New Way to Measure Earth’s Response to Climate Change

A Chapman University researcher and his coworkers have discovered how the Earth reacts as it warms due to climate change.

New Way to Measure Earth’s Response to Climate Change
Joshua Fisher. Image Credit: Chapman University

According to scientists, a warming world necessitates a unique method of sensing how much carbon dioxide escapes ecosystems when temperatures change, which reveals how well plants and soil can mitigate damage by removing carbon pollution from the atmosphere. The study is the first to discover a relationship between temperature and carbon dioxide release at the landscape level.

The research was published in the journal Nature Ecology & Evolution.

According to Joshua Fisher, a Climate Scientist and Associate Professor of Environmental Science and Policy at Chapman University’s Schmid College of Science and Technology, plants that currently take up a quarter to a third of humanity's carbon emissions may not be able to maintain the rate of carbon dioxide removal.

A big unknown in the future of the Earth is how ecosystems will respond to increasing temperature. Our findings give us insight into the fate of the planet, and how we can measure those changes at large scales.

Joshua Fisher, Climate Scientist and Associate Professor, Environmental Science and Policy Schmid College of Science and Technology, Chapman University

Recent advances, including Fisher’s, have resulted in the use of satellites to track global photosynthetic activity and quantify gas concentrations in plants and ground soil; however, similar tools have been unable to track respiration, or the “breathing” out of carbon dioxide, across biomes and continents.

Respiration remains indirectly interpreted as the difference between photosynthesis and the overall change in carbon dioxide, and “the spot measurements are not representative of the larger landscape,” Fisher notes.

As a result, he and other researchers set up monitoring stations in the trees. A network of dozens of monitoring stations on towers across North America took new carbon dioxide measurements. The findings provided valuable insight into future measurements over larger swaths of land.

When they likened landscape measurements from tower stations to ground measurements, they discovered an overly sensitive relationship between carbon dioxide and temperature that does not exist when searching at the larger landscape.

Ground measurements said there’s a lot of CO2 emission for small changes in temperature; but the landscape measurements said there’s not a lot of CO2 emission for small changes in temperature.

Joshua Fisher, Climate Scientist and Associate Professor, Environmental Science and Policy Schmid College of Science and Technology, Chapman University

Later, the team updated the mathematical models used to predict the relationships using the findings, and they discovered that when these models were improved using the findings, they performed better.
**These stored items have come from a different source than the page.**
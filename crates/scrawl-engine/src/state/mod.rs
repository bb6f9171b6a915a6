//! Pending render state.
//!
//! Setters mutate a CPU-side "currently pending" state block; nothing touches
//! the backend until `flush()` diffs consecutive snapshots and re-binds only
//! the fields that changed. Getters always return the last-set pending value
//! (read-after-write consistency), whether or not it has been applied yet.

mod blend;
mod raster;
mod sampler;
mod shader;
mod snapshot;
mod tracker;

pub use blend::{BlendFactor, BlendOp, BlendState};
pub use raster::{CullMode, FillMode, RasterizerState};
pub use sampler::{AddressMode, MAX_SAMPLER_SLOTS, SamplerState, ShaderStage, TextureFilter};
pub use shader::{ShaderHandle, StageShader};
pub use snapshot::StateSnapshot;
pub use tracker::StateTracker;
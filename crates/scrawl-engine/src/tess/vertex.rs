use bytemuck::{Pod, Zeroable};

use crate::coords::{ColorRgba, Vec2};

/// Index element type. 16-bit, which caps a single batch at
/// [`MAX_BATCH_VERTICES`] vertices.
pub type IndexType = u16;

/// One triangle as three indices into the owning batch's vertex array.
pub type TriangleIndex = [IndexType; 3];

/// Hard upper bound on vertices addressable from one batch.
pub const MAX_BATCH_VERTICES: usize = (IndexType::MAX as usize) + 1;

/// GPU vertex layout (32 bytes):
///
///  offset  0  pos    [f32; 2]   loc 0
///  offset  8  uv     [f32; 2]   loc 1
///  offset 16  color  [f32; 4]   loc 2
#[repr(C)]
#[derive(Debug, Copy, Clone, PartialEq, Pod, Zeroable)]
pub struct Vertex2D {
    pub pos: [f32; 2],
    pub uv: [f32; 2],
    pub color: [f32; 4],
}

impl Vertex2D {
    /// Untextured vertex; UV (0,0) samples the white texel of the standard
    /// shader's default texture.
    #[inline]
    pub fn new(pos: Vec2, color: ColorRgba) -> Self {
        Self {
            pos: [pos.x, pos.y],
            uv: [0.0, 0.0],
            color: color.to_array(),
        }
    }

    #[inline]
    pub fn textured(pos: Vec2, uv: Vec2, color: ColorRgba) -> Self {
        Self {
            pos: [pos.x, pos.y],
            uv: [uv.x, uv.y],
            color: color.to_array(),
        }
    }
}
This is a very clever study that harnessed a myriad of measurements, models, and understanding of how they synergize together. Our results continue to march us forward in deeper understanding of the Earth and what it may mean if we continue to change its climate.

Joshua Fisher, Climate Scientist and Associate Professor, Environmental Science and Policy Schmid College of Science and Technology, Chapman University

The research was supported by the NASA Terrestrial Ecology Interdisciplinary Science and Carbon Monitoring System, the Carnegie Institution for Science’s endowment, Singapore’s Ministry of Education, the RUBISCO SFA, which is sponsored by the Regional and Global Model Analysis Program in the Climate and Environmental Sciences Division of the Office of Biological and Environmental Research in the U.S. Department of Energy Office of Science, and NASA.

Journal Reference:

Sun, W., et al. (2023). Biome-scale temperature sensitivity of ecosystem respiration revealed by atmospheric CO2 observations. Nature Ecology & Evolution. doi.org/10.1038/s41559-023-02093-x.